Work item
In the records below, which lines include "listing"? Copy them.

Given information
*** Block opens ***

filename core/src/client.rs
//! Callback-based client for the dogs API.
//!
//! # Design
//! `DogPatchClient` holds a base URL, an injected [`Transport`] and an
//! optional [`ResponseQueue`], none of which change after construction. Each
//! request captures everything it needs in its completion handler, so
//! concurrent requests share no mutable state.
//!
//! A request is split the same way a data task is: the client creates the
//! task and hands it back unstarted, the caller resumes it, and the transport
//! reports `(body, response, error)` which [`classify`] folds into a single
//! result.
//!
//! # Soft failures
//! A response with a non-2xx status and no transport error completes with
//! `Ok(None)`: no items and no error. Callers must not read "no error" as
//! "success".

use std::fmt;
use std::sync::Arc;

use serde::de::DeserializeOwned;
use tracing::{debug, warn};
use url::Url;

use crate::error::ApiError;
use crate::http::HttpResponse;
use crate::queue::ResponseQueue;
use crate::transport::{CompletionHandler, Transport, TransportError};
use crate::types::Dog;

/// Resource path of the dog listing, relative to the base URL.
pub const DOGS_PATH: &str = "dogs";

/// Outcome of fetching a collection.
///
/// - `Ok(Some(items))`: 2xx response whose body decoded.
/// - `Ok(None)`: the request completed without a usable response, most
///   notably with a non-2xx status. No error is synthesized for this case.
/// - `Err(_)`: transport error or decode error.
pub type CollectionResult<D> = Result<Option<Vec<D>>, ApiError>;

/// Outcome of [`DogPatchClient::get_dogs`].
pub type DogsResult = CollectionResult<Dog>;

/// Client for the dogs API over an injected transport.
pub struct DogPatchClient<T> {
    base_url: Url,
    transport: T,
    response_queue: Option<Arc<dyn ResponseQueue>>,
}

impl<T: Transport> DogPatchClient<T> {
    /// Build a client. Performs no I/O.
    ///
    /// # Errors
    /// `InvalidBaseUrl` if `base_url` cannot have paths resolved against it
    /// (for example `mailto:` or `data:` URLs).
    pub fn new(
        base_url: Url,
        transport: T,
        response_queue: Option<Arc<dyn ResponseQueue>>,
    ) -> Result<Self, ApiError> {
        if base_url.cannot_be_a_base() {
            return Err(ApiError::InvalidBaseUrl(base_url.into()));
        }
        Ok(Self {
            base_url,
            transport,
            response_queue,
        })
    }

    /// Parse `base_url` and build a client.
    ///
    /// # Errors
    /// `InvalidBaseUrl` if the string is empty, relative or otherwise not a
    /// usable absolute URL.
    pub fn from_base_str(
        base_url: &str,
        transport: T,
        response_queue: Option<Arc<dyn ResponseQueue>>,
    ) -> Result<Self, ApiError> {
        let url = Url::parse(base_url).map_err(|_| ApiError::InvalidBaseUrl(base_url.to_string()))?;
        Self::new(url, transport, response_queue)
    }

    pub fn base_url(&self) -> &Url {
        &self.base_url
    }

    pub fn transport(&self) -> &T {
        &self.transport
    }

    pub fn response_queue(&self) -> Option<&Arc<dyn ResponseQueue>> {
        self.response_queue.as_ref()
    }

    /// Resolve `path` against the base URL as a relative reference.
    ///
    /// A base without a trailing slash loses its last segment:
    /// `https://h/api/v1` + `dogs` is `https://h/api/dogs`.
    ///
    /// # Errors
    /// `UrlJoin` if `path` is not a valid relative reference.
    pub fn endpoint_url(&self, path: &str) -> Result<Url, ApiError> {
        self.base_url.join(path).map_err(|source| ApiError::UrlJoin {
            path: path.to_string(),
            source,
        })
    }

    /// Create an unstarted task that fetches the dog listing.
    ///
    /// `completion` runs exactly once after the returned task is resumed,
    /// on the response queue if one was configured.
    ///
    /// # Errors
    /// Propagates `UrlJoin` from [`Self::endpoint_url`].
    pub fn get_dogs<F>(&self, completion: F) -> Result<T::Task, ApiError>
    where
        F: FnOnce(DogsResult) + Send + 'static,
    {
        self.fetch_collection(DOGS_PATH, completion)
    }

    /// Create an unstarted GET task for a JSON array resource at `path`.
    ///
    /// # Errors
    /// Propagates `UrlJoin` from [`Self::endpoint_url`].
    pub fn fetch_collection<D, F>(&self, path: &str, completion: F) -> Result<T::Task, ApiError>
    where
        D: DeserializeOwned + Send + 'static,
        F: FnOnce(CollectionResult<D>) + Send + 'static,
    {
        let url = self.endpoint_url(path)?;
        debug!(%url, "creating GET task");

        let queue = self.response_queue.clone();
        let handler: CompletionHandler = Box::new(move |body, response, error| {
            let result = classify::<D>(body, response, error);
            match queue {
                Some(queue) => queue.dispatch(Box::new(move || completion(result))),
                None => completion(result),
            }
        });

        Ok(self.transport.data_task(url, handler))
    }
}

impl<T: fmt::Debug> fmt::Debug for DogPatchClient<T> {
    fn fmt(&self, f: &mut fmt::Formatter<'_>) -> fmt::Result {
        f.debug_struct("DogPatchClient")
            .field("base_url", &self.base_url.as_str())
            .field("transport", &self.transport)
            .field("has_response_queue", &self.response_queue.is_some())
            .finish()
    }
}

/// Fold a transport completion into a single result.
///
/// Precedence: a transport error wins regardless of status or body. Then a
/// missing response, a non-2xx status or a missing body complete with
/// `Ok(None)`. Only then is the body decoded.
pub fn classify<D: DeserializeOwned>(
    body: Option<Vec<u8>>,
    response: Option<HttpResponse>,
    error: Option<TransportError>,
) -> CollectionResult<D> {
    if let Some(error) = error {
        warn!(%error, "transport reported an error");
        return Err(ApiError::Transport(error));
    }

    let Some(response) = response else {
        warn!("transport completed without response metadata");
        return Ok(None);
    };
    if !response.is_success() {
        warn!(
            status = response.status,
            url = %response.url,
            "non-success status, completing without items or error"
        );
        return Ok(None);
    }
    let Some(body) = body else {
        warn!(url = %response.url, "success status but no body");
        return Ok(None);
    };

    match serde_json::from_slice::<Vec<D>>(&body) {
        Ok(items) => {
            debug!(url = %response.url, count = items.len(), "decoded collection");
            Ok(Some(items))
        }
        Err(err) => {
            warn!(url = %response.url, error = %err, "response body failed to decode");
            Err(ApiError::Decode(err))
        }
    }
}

*** Block closes ***
*** Block opens ***

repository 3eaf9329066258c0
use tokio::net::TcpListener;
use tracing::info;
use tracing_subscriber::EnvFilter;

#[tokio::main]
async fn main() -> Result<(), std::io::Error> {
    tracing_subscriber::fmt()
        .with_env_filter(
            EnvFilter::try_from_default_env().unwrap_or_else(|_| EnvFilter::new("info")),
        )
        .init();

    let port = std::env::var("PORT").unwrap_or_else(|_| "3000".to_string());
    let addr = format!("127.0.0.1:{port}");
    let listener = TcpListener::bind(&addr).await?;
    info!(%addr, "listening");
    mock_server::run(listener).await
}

*** Block closes ***

Reply
/// Resource path of the dog listing, relative to the base URL.
    /// Create an unstarted task that fetches the dog listing.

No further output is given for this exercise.